2. Moreover, Public Knowledge believes that
any debate about technological mandates of the kind proposed here
would be incomplete without a thorough consideration of how these
mandates, together with the anticircumvention provisions of the
DMCA, place limits on consumer rights and technological
innovation. It has been suggested that H.R. 1201, “The Digital
Media Consumers Rights Act” as introduced in the House Committee
on Energy and Commerce, may provide a proper balance to the legal
limitations imposed on consumers and innovators. Clearly this is a
debate that deserves full public attention.

3. The equipment incompatibility problems
caused by the broadcast flag scheme are myriad, and should be
taken into account by this subcommittee as it considers the BFAA.
In addition to the compatibility problems discussed in the CRS
report (e.g., the inability to make copies on one system
and play it on another), for example, none of the 13 different
technologies approved by the FCC in its interim certification
process are able to work with each other.

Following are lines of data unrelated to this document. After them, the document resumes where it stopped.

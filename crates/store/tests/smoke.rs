use rollcall_store::{MemoryUserStore, NewUser, SqliteUserStore, UserStore};
use std::collections::HashSet;
use std::sync::Arc;
use tokio_test::assert_ok;

fn stores() -> Vec<(&'static str, Arc<dyn UserStore>)> {
    vec![
        ("memory", Arc::new(MemoryUserStore::new())),
        (
            "sqlite",
            Arc::new(SqliteUserStore::open_in_memory().expect("sqlite")),
        ),
    ]
}

#[tokio::test]
async fn store_smoke_replace_on_conflict() {
    for (name, store) in stores() {
        store.upsert(NewUser::new("A", "10.0.0.1", 1)).await.unwrap();
        store.upsert(NewUser::new("A'", "10.0.0.1", 2)).await.unwrap();

        let list = store.list().await.unwrap();
        assert_eq!(list.len(), 1, "{name}");
        assert_eq!(list[0].display_name, "A'", "{name}");
        assert_eq!(list[0].port, 2, "{name}");
    }
}

#[tokio::test]
async fn store_smoke_delete_absent_twice_is_noop() {
    for (name, store) in stores() {
        assert!(!assert_ok!(store.delete_by_address("10.9.9.9").await), "{name}");
        assert!(!assert_ok!(store.delete_by_address("10.9.9.9").await), "{name}");
        assert!(store.list().await.unwrap().is_empty(), "{name}");
    }
}

#[tokio::test]
async fn store_smoke_delete_present() {
    for (name, store) in stores() {
        store.upsert(NewUser::new("a", "10.0.0.1", 1)).await.unwrap();
        store.upsert(NewUser::new("b", "10.0.0.2", 2)).await.unwrap();

        assert!(store.delete_by_address("10.0.0.1").await.unwrap(), "{name}");
        let left: Vec<_> = store
            .list()
            .await
            .unwrap()
            .into_iter()
            .map(|r| r.address)
            .collect();
        assert_eq!(left, vec!["10.0.0.2"], "{name}");
    }
}

#[tokio::test(flavor = "multi_thread", worker_threads = 4)]
async fn store_smoke_concurrent_upserts_lose_nothing() {
    for (name, store) in stores() {
        let mut tasks = Vec::new();
        for i in 0..50 {
            let store = Arc::clone(&store);
            tasks.push(tokio::spawn(async move {
                store
                    .upsert(NewUser::new(format!("user-{i}"), format!("10.0.1.{i}"), 9000))
                    .await
            }));
        }
        for task in tasks {
            task.await.unwrap().unwrap();
        }

        let list = store.list().await.unwrap();
        let addresses: HashSet<_> = list.iter().map(|r| r.address.clone()).collect();
        assert_eq!(list.len(), 50, "{name}");
        assert_eq!(addresses.len(), 50, "{name}");
    }
}

#[tokio::test]
async fn sqlite_smoke_survives_reopen() {
    let dir = tempfile::tempdir().expect("tempdir");
    let path = dir.path().join("nested").join("users.db");

    {
        let store = SqliteUserStore::open(&path).expect("open");
        store.upsert(NewUser::new("alice", "10.0.0.1", 9000)).await.unwrap();
    }

    let store = SqliteUserStore::open(&path).expect("reopen");
    let list = store.list().await.unwrap();
    assert_eq!(list.len(), 1);
    assert_eq!(list[0].display_name, "alice");
}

This means that a
consumer who buys one Philips brand flag-compliant device must buy
all Philips brand flag compliant devices. This raises
consumer costs, and also raises serious questions about
competition among and between digital device manufacturers. For a
detailed discussion of these issues, see
http://www.publicknowledge.org/content/presentations/bflagpff.ppt

4. For a detailed analysis of the flaws of
the FCC’s certifications process, see Center for
Democracy and Technology, Lessons of the FCC Broadcast Flag
Process
(2005), found at http://cdt.org/copyright/20050919flaglessons.pdf

5. I say “so called,” because calling a
digital radio broadcast signal “High Definition” is quite
misleading. Whereas in the television context, High Definition
connotes a far clearer and sharper picture, an HD radio signal
simply raises the quality of AM radio to FM standards, and permits
the reception of broadcast radio in places where an analog signal
would get cut off, such as in a tunnel or at a traffic light.
Indeed, an “HD” quality signal is not even a CD quality signal.
See, Ken Kessler, Digital Radio Sucks, it’s Official,
found at http://www.stereophile.com/newsletters/.

6. See Testimony of Dean Marks, Senior
Counsel Intellectual Property, Time Warner, Inc., and Steve
Metalitz, Representing Content Industry Joint Commenters, before
the Copyright Office in Rulemaking Hearing: Exemptions From
Prohibitions On Circumvention Of Technological Measures That
Control Access To Copyrighted Works, May 13, 2003 at 60-61: “I
think the best example I can give is the demonstration that Mr.
Attaway [MPAA Executive Vice President for Government Relations
and Washington General Counsel] gave for you [Marybeth Peters,
Registrar of Copyrights] earlier this month in Washington in which
he demonstrated that he used a digital camcorder viewing the
screen on which a DVD was playing to make a excerpt from a DVD
film and have a digital copy that could then be used for all the
fair use purposes….” (Mr. Metaliz at 60.) “I agree with everything
Steve has just said about fair use copying or taking clips … with
digital camcorders and analog camcorders being widely available …”
(Mr. Marks at 61.)

7. See Keynote Address of Edgar Bronfman,
Chairman and CEO of Warner Music at
http://www.tvworldwide.com/events/pff/050821/agenda.htm. “The
Music Industry, like almost every industry faced with massive and
rapid transformation first reacted too slowly and moderately,
inhibited by an instinctive and reflexive reaction to protect our
current business and business models.”